(Stored items)
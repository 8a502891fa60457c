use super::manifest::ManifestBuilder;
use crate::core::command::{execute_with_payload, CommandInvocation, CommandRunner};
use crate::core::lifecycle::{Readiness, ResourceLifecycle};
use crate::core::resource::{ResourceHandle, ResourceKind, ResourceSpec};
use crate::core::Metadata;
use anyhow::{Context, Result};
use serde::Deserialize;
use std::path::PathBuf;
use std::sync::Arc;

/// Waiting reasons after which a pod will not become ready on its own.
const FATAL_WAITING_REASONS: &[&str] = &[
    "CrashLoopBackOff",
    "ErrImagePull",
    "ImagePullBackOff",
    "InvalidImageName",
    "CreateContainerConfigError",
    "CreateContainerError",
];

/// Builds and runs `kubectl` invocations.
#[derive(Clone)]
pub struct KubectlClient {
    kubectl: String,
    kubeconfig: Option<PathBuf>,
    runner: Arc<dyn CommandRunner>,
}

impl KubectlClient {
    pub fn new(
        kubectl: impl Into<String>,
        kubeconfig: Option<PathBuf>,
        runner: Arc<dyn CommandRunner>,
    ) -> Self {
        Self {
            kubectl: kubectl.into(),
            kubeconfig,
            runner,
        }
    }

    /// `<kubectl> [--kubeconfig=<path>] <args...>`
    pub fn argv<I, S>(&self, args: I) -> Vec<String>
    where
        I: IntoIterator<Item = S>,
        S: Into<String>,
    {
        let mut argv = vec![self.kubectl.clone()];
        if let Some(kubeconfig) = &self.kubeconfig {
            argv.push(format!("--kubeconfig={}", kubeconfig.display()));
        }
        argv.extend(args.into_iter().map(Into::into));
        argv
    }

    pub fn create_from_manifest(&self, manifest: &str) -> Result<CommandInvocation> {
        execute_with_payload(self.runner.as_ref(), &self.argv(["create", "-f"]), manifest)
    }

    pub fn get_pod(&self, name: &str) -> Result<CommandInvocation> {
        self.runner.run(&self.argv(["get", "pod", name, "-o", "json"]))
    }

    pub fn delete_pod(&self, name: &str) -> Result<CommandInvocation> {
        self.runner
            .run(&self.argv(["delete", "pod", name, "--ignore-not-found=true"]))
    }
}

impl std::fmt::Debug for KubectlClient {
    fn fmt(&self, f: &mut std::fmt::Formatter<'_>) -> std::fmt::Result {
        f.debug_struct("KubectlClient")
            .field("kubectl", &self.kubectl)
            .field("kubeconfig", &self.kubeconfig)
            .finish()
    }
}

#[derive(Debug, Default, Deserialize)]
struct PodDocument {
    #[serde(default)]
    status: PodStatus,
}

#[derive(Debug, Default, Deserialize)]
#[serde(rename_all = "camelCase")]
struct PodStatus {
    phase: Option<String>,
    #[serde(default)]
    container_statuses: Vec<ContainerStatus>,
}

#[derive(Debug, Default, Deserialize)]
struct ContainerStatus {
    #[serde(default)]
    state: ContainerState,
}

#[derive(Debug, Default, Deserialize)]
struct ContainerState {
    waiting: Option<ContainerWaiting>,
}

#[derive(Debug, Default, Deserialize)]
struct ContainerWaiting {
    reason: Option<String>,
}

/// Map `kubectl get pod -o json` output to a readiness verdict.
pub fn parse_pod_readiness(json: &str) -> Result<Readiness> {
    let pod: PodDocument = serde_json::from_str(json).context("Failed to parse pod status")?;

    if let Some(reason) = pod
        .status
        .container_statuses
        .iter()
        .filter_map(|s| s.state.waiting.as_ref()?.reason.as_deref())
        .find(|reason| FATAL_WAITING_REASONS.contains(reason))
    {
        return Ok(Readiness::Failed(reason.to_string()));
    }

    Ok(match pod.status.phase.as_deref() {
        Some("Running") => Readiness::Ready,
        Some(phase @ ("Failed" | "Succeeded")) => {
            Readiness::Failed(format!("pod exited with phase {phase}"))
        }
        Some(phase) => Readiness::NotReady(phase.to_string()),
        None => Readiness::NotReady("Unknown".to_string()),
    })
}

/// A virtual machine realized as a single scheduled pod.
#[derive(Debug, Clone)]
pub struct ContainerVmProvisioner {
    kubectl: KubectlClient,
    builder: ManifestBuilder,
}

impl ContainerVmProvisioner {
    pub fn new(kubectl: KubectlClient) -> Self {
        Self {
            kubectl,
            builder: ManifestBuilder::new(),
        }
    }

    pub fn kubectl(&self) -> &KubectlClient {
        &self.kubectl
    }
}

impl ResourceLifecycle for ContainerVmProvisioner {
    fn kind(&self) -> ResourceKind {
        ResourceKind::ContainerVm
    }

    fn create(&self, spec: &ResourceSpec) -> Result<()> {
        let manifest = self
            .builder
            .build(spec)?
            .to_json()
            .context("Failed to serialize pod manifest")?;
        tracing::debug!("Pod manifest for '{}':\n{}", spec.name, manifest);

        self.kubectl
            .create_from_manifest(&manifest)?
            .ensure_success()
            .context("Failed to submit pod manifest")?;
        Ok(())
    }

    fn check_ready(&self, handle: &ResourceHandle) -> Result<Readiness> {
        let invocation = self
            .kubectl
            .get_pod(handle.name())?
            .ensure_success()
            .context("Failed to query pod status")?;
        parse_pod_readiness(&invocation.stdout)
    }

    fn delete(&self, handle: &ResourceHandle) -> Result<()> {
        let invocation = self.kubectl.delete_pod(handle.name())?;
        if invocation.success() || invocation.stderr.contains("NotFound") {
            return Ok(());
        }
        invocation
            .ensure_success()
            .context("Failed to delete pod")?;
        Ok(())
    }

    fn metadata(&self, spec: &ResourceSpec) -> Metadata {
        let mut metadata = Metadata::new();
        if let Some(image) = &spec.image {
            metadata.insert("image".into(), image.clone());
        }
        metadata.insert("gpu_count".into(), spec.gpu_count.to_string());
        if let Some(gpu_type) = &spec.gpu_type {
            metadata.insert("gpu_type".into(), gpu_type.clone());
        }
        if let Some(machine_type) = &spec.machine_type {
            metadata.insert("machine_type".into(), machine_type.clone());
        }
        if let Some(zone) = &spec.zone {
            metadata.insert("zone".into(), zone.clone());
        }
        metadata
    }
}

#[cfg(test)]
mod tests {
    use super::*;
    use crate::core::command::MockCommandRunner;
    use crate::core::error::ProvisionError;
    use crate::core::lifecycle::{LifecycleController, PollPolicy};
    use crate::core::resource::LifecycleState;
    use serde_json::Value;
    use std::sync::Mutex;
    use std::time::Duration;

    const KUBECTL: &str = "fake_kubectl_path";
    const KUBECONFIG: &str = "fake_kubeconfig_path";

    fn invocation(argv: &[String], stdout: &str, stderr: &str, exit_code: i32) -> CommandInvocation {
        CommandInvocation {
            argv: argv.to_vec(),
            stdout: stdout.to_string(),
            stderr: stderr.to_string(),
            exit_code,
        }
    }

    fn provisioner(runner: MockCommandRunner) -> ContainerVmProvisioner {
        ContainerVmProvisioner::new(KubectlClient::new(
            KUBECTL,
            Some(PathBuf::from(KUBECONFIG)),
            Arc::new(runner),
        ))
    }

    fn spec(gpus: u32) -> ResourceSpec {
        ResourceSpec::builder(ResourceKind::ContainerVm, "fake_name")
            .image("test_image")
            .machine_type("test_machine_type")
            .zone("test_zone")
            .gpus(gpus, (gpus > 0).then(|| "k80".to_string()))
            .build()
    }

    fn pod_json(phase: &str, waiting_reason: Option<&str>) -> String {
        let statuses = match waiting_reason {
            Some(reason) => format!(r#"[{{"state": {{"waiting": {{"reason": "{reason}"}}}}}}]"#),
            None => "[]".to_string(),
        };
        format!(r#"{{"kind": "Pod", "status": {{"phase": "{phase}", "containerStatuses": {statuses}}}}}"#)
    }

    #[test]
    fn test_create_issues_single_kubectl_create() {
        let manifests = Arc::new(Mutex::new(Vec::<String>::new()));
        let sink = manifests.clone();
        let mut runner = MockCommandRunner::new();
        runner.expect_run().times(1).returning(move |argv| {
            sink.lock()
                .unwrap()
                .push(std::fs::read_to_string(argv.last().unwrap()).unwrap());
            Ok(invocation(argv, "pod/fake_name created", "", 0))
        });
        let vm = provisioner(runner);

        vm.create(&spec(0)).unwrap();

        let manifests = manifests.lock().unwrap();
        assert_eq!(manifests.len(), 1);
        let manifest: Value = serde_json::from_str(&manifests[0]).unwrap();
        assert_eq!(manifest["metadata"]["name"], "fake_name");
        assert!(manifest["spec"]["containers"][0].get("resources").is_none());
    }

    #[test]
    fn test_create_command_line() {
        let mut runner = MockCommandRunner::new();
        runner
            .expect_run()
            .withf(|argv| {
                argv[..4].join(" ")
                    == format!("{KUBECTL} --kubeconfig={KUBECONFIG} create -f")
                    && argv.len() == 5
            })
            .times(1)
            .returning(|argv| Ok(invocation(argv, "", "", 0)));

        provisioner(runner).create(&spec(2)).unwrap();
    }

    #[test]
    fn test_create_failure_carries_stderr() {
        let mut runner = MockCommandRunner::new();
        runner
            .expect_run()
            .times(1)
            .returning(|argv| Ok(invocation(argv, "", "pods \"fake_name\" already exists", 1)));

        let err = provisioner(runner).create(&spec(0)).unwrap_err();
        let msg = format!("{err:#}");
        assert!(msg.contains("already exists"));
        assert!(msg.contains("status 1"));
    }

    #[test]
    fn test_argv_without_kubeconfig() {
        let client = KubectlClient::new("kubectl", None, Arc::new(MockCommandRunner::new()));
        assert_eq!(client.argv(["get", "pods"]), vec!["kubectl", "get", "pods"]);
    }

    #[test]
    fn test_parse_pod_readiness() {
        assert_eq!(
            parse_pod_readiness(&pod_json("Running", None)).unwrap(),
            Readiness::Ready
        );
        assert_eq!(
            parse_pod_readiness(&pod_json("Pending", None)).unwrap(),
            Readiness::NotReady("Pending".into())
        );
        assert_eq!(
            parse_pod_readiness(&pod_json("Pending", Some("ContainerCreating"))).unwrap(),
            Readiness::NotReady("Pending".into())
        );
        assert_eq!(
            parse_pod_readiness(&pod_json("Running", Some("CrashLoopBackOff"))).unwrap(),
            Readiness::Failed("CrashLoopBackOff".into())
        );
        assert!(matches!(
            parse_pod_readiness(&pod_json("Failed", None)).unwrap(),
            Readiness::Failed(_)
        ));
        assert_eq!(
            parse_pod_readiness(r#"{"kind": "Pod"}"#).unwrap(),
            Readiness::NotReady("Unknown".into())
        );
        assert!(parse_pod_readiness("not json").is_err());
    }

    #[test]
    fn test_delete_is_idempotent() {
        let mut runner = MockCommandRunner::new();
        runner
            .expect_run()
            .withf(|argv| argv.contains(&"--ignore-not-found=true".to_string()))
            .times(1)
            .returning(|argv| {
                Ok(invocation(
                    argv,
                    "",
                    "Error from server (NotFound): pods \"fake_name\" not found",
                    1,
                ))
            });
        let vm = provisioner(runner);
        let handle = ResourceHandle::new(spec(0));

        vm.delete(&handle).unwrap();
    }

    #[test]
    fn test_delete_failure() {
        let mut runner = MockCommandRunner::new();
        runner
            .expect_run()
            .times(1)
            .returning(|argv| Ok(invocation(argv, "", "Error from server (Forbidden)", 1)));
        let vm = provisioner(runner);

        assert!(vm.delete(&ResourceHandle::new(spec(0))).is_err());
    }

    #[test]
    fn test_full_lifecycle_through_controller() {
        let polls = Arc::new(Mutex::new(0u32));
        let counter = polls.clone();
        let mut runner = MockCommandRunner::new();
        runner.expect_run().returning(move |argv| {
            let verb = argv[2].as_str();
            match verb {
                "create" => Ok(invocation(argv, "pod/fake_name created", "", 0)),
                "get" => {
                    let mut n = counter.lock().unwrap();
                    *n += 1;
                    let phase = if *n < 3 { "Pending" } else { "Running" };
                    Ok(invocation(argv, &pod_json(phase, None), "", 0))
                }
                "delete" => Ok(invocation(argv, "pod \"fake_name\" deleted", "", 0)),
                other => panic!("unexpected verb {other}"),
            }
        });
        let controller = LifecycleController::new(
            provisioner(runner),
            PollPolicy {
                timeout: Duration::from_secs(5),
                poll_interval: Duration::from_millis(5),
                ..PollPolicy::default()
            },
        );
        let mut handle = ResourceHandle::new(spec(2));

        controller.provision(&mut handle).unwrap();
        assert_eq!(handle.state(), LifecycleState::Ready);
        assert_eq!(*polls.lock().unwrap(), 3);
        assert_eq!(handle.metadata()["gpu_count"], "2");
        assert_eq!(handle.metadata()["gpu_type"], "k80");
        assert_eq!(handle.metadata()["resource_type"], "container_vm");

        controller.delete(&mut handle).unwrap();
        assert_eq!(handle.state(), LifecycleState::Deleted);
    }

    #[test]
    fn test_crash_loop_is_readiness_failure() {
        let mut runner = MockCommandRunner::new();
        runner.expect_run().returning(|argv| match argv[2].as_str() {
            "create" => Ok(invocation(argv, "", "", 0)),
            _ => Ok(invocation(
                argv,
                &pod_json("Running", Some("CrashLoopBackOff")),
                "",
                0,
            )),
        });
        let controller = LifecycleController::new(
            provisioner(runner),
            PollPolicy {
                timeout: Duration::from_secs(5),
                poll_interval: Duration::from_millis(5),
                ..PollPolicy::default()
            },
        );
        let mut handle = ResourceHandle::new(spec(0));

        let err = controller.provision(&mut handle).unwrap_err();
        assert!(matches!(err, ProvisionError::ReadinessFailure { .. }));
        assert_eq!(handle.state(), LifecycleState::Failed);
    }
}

* * *

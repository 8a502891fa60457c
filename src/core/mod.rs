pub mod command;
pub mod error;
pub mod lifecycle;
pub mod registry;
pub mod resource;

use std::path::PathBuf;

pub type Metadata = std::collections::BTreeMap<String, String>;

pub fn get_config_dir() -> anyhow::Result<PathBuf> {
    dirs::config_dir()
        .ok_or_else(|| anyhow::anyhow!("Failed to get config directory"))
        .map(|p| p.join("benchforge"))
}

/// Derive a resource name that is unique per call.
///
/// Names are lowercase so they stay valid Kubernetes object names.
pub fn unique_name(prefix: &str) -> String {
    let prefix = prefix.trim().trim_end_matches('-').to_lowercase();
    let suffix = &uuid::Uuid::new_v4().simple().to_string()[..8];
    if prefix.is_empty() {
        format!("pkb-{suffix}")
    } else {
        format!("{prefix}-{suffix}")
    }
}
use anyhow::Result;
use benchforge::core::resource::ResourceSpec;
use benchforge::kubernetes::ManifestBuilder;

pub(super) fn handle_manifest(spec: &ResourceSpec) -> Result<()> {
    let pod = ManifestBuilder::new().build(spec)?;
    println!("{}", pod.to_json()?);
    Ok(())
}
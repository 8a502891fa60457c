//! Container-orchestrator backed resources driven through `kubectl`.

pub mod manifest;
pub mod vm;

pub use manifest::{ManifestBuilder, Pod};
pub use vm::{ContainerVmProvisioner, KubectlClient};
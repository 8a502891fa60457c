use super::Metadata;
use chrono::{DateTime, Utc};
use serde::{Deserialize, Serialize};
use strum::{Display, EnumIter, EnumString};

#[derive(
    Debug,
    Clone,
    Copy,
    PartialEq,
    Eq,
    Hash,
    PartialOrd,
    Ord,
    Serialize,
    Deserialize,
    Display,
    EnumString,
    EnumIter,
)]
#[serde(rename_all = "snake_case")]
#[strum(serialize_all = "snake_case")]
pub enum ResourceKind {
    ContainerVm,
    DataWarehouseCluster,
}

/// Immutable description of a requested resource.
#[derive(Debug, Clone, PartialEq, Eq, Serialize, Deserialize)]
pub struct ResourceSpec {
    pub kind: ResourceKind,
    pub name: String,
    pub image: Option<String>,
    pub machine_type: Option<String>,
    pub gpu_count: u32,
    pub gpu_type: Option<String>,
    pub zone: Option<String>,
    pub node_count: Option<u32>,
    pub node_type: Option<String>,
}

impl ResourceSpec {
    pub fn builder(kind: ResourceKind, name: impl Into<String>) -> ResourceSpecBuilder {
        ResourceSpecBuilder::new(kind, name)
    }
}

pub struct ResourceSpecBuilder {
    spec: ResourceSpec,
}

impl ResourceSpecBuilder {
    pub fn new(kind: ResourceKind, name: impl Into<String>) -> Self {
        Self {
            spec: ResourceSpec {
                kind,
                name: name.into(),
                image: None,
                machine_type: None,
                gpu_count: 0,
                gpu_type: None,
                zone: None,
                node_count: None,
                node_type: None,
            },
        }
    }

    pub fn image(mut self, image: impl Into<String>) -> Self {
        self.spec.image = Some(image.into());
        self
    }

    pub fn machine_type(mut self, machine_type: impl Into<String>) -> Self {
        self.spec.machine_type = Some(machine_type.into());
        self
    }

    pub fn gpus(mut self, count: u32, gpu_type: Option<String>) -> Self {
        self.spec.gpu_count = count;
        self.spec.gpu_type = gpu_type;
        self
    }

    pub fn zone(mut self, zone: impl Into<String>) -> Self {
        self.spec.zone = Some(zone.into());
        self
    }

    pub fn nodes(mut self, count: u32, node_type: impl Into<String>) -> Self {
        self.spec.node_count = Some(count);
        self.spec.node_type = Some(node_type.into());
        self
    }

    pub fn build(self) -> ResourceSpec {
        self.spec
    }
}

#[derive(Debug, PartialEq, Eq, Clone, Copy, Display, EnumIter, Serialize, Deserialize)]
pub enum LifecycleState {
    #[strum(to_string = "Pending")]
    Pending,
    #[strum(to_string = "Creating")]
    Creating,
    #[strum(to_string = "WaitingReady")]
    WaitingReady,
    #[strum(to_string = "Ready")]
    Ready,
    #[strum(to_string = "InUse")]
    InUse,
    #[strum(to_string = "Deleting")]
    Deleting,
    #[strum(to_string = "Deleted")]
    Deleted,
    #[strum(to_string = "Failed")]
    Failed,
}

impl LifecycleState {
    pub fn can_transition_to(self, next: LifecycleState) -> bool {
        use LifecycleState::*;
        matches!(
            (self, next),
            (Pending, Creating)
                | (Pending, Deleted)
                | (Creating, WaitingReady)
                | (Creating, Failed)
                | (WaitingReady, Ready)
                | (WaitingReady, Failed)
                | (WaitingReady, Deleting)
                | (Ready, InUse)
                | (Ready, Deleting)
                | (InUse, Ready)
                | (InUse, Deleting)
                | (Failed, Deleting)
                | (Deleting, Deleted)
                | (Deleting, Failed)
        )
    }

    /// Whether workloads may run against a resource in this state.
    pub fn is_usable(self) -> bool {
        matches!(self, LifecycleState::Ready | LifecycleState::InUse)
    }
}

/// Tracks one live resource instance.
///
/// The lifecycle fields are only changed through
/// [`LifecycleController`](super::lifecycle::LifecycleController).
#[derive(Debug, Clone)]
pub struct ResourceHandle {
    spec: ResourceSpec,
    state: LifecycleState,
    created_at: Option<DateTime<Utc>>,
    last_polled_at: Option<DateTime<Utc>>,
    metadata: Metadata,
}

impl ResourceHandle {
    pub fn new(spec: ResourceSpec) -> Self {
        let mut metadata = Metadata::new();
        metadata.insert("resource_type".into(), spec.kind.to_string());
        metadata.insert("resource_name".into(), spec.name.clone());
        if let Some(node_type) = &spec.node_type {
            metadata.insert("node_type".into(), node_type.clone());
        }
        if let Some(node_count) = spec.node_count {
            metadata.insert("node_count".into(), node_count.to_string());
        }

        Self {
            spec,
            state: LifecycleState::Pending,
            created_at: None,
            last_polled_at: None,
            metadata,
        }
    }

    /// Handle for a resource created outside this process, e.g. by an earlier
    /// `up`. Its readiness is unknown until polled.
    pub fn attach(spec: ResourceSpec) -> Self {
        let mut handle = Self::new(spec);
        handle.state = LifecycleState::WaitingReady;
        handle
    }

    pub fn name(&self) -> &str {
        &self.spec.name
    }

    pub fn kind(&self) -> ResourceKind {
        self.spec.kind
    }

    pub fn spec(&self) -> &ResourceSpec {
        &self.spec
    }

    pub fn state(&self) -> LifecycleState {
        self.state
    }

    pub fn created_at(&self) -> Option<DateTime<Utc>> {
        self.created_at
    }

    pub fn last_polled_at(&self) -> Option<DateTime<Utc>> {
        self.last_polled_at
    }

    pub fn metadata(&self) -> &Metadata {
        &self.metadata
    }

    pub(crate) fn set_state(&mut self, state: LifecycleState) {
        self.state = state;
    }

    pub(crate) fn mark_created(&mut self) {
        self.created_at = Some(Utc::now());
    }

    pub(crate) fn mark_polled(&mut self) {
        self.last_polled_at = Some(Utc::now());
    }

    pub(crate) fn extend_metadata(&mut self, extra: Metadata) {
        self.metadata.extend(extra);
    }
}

* * *

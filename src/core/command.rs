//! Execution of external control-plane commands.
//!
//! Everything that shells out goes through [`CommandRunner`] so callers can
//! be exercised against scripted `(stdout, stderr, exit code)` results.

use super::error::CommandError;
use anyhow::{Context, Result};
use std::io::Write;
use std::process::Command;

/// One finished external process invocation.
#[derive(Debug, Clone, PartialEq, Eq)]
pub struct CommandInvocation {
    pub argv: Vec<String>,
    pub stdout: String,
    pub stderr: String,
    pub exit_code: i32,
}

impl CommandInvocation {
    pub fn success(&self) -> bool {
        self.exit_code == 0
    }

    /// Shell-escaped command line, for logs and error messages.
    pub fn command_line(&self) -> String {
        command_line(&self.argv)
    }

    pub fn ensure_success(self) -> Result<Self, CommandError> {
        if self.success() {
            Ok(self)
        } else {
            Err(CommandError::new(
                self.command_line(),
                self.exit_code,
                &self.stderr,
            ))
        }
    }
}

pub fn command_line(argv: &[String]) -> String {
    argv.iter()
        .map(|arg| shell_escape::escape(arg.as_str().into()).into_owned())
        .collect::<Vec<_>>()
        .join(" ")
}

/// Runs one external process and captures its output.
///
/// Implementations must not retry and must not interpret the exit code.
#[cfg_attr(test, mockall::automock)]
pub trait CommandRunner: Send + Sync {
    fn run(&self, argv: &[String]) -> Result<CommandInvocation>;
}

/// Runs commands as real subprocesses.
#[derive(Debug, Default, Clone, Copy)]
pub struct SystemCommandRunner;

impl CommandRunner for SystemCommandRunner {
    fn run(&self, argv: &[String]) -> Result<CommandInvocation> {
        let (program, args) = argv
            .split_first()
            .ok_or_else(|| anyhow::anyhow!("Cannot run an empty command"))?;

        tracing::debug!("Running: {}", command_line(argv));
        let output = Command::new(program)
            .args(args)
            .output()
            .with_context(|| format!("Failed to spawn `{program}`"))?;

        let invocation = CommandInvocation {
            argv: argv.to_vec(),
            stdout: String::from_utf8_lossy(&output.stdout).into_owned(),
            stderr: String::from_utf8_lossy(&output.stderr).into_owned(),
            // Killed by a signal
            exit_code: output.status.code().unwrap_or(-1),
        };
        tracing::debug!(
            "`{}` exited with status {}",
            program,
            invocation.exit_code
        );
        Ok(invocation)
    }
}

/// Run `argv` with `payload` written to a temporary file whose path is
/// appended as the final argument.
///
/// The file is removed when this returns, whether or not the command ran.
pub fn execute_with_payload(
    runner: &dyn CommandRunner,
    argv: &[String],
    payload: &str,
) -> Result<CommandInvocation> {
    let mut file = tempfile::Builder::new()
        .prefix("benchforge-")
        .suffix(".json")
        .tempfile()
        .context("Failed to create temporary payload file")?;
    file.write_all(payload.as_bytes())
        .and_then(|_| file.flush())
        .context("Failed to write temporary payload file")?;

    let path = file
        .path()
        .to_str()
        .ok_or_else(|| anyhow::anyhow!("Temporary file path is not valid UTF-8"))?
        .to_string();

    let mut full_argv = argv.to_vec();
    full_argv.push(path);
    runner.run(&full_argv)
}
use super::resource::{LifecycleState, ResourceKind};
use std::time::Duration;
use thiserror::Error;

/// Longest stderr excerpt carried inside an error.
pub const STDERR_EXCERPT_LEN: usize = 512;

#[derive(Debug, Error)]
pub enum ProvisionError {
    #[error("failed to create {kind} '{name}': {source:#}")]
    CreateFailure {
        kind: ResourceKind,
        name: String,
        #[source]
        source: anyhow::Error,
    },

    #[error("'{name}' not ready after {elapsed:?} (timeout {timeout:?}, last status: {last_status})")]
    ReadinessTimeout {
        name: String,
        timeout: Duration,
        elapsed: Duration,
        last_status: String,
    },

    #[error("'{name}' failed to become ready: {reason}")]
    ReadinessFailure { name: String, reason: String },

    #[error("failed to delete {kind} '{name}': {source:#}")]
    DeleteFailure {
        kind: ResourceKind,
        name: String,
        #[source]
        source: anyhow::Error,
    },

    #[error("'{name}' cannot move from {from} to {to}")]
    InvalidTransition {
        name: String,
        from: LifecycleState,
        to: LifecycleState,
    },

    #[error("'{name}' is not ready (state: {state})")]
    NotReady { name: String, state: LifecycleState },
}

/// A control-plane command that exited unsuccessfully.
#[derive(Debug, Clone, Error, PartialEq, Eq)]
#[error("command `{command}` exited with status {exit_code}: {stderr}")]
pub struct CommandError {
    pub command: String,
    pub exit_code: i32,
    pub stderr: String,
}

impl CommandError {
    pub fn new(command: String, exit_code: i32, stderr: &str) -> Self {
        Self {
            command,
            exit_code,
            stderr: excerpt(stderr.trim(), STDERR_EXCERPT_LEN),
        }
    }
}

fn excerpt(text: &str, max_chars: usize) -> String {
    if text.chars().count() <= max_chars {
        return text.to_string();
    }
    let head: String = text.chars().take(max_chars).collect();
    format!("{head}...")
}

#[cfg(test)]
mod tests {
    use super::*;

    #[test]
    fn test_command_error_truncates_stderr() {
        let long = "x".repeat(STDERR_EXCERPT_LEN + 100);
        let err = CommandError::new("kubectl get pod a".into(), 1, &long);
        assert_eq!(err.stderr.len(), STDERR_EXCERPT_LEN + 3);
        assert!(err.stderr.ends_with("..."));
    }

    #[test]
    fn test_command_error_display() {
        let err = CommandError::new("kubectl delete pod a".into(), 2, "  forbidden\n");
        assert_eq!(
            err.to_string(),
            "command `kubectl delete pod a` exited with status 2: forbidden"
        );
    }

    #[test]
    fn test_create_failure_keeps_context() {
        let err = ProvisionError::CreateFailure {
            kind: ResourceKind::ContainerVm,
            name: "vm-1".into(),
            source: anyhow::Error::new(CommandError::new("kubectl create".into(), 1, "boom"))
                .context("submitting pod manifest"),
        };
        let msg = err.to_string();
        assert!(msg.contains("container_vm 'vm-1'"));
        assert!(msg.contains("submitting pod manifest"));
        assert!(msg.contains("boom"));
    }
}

### GOAL OF THE EXERCISE
When the string "program" appears in a line of the records above, that line is to be copied.

### ANSWER AREA
        let (program, args) = argv
        let output = Command::new(program)
            .with_context(|| format!("Failed to spawn `{program}`"))?;
            program,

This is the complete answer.